Radio Wars, leur seconde production, n’est pas une grosse daube, loin de là. Mais pas du même acabit, c’est clair, malgré le good single Cities Burning Down. Moins axé guitare, production plus lourde, le tout demeure trop lisse et calibré pour l’auditeur averti. Et paradoxalement, pas assez pour la radio : cet album devrait être un ratage commercial total, ou la guerre des tranchées. Peu importe. L’occasion est belle de tailler un brin de causette pour connaître la fratrie Stein, la colonne vertébrale du groupe : Juanita et Joel. L’interview commence sur les chapeaux de roue :
Are iou complétely satisfied baï zis albôm ? (j’entends bien qu’ils ne vont pas dire : « bin ouais, c’est de la merde ce qu’on vient de sortir » C’est pourquoi j’ai subtilement anticipé en leur réservant à la sortie, un « But, nothing is perfect ? » dans la face)

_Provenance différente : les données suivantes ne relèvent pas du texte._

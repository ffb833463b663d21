//! AWS Client Configuration
//!
//! Region, retry and table settings shared by every SDK client. Loaded from
//! environment variables; credentials come from the default provider chain.

use aws_config::retry::RetryConfig;
use aws_config::BehaviorVersion;
use aws_types::region::Region;
use aws_types::SdkConfig;
use viewgrant_core::ConfigError;

/// Default number of attempts per SDK call, first attempt included.
pub const DEFAULT_MAX_ATTEMPTS: u32 = 5;

// ============================================================================
// AWS CLIENT CONFIGURATION
// ============================================================================

#[derive(Debug, Clone, PartialEq, Eq)]
pub struct AwsClientConfig {
    /// Region override. `None` defers to the default provider chain.
    pub region: Option<String>,

    /// Attempts per call under adaptive retry. Throttling-class failures
    /// back off and retry up to this bound.
    pub max_attempts: u32,

    /// DynamoDB table backing the subscription ledger.
    pub ledger_table: Option<String>,

    /// `VIEWGRANT_MAX_ATTEMPTS` as given when it is not a number. Reported by
    /// [`AwsClientConfig::validate`].
    pub unparsed_max_attempts: Option<String>,
}

impl Default for AwsClientConfig {
    fn default() -> Self {
        Self {
            region: None,
            max_attempts: DEFAULT_MAX_ATTEMPTS,
            ledger_table: None,
            unparsed_max_attempts: None,
        }
    }
}

impl AwsClientConfig {
    /// Create AwsClientConfig from environment variables.
    ///
    /// Environment variables:
    /// - `AWS_REGION`: Region override (default: provider chain)
    /// - `VIEWGRANT_MAX_ATTEMPTS`: Attempts per SDK call (default: 5)
    /// - `SUBSCRIPTION_TABLE_NAME`: Ledger table (required by the producer leg)
    pub fn from_env() -> Self {
        let region = std::env::var("AWS_REGION")
            .ok()
            .filter(|s| !s.trim().is_empty());

        let (max_attempts, unparsed_max_attempts) =
            parse_max_attempts(std::env::var("VIEWGRANT_MAX_ATTEMPTS").ok());

        let ledger_table = std::env::var("SUBSCRIPTION_TABLE_NAME")
            .ok()
            .filter(|s| !s.trim().is_empty());

        Self {
            region,
            max_attempts,
            ledger_table,
            unparsed_max_attempts,
        }
    }

    pub fn validate(&self) -> Result<(), ConfigError> {
        if let Some(raw) = &self.unparsed_max_attempts {
            return Err(ConfigError::InvalidValue {
                field: "VIEWGRANT_MAX_ATTEMPTS".to_string(),
                value: raw.clone(),
                reason: "must be a positive integer".to_string(),
            });
        }
        if self.max_attempts == 0 {
            return Err(ConfigError::InvalidValue {
                field: "VIEWGRANT_MAX_ATTEMPTS".to_string(),
                value: self.max_attempts.to_string(),
                reason: "must be at least 1".to_string(),
            });
        }
        Ok(())
    }

    pub fn require_ledger_table(&self) -> Result<&str, ConfigError> {
        self.ledger_table
            .as_deref()
            .ok_or_else(|| ConfigError::MissingRequired {
                field: "SUBSCRIPTION_TABLE_NAME".to_string(),
            })
    }

    pub fn retry_config(&self) -> RetryConfig {
        RetryConfig::adaptive().with_max_attempts(self.max_attempts)
    }

    /// Load the shared SDK configuration.
    pub async fn load(&self) -> SdkConfig {
        let mut loader =
            aws_config::defaults(BehaviorVersion::latest()).retry_config(self.retry_config());
        if let Some(region) = &self.region {
            loader = loader.region(Region::new(region.clone()));
        }
        loader.load().await
    }
}

/// Unset or blank falls back to the default. Anything else that is not a
/// number is kept so that validation can name it.
fn parse_max_attempts(raw: Option<String>) -> (u32, Option<String>) {
    match raw {
        None => (DEFAULT_MAX_ATTEMPTS, None),
        Some(s) if s.trim().is_empty() => (DEFAULT_MAX_ATTEMPTS, None),
        Some(s) => match s.trim().parse() {
            Ok(n) => (n, None),
            Err(_) => (DEFAULT_MAX_ATTEMPTS, Some(s)),
        },
    }
}

// ============================================================================
// TESTS
// ============================================================================

#[cfg(test)]
mod tests {
    use super::*;

    #[test]
    fn test_default_config() {
        let config = AwsClientConfig::default();
        assert_eq!(config.max_attempts, DEFAULT_MAX_ATTEMPTS);
        assert!(config.validate().is_ok());
        assert!(config.require_ledger_table().is_err());
    }

    #[test]
    fn test_zero_attempts_rejected() {
        let config = AwsClientConfig {
            max_attempts: 0,
            ..AwsClientConfig::default()
        };
        assert!(matches!(
            config.validate(),
            Err(ConfigError::InvalidValue { .. })
        ));
    }

    #[test]
    fn test_parse_max_attempts() {
        assert_eq!(parse_max_attempts(None), (DEFAULT_MAX_ATTEMPTS, None));
        assert_eq!(parse_max_attempts(Some("  ".to_string())), (DEFAULT_MAX_ATTEMPTS, None));
        assert_eq!(parse_max_attempts(Some(" 3 ".to_string())), (3, None));
        assert_eq!(
            parse_max_attempts(Some("five".to_string())),
            (DEFAULT_MAX_ATTEMPTS, Some("five".to_string()))
        );
        assert_eq!(
            parse_max_attempts(Some("-1".to_string())),
            (DEFAULT_MAX_ATTEMPTS, Some("-1".to_string()))
        );
    }

    #[test]
    fn test_non_numeric_attempts_rejected() {
        let (max_attempts, unparsed_max_attempts) = parse_max_attempts(Some("five".to_string()));
        let config = AwsClientConfig {
            max_attempts,
            unparsed_max_attempts,
            ..AwsClientConfig::default()
        };
        match config.validate() {
            Err(ConfigError::InvalidValue { field, value, .. }) => {
                assert_eq!(field, "VIEWGRANT_MAX_ATTEMPTS");
                assert_eq!(value, "five");
            }
            other => panic!("expected invalid value, got {:?}", other),
        }
    }

    #[test]
    fn test_retry_config_is_adaptive() {
        let config = AwsClientConfig {
            max_attempts: 7,
            ..AwsClientConfig::default()
        };
        let retry = config.retry_config();
        assert_eq!(retry.max_attempts(), 7);
        assert_eq!(retry.mode(), aws_config::retry::RetryMode::Adaptive);
    }
}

Juanita : Nous avons probablement eu deux ans entre la sortie des deux albums, beaucoup de temps pour penser à ce que nous voulions faire et comment nous allions le faire. Du coup, on en est plutôt satisfait effectivement.
Beut, nofing is perfect ? (Ah Ah, on fait moins les malins !)
Joel : Rien n’est parfait, c’est vrai. Je ne pense pas qu’il soit question de faire quelque chose de bien ou de « pas bien ». Nous avions un challenge : le fait d’écrire et de réécrire nos chansons et composer en faisait partie. Les producteurs avaient également un challenge sur lequel nous avons pu nous accorder.
Juanita : je pense que « challenge » est le mot juste. Certains groupes n’aiment pas cette mise à l’épreuve. Peut être que nos chansons en cours d’enregistrement furent mauvaises mais maintenant, elles se sont transformées en de belles choses.
Joel : il y a toujours une faim de vouloir faire mieux, écrire de nouvelles chansons, mettre à contribution un nouveau musicien pour un enregistrement mais à un moment, tu dois fermer le livre et passer à la suite. En conclusion, je peux affirmer « être content de ce qu’on a fait » mais si je pouvais changer quelque chose sur l’album, je le ferais.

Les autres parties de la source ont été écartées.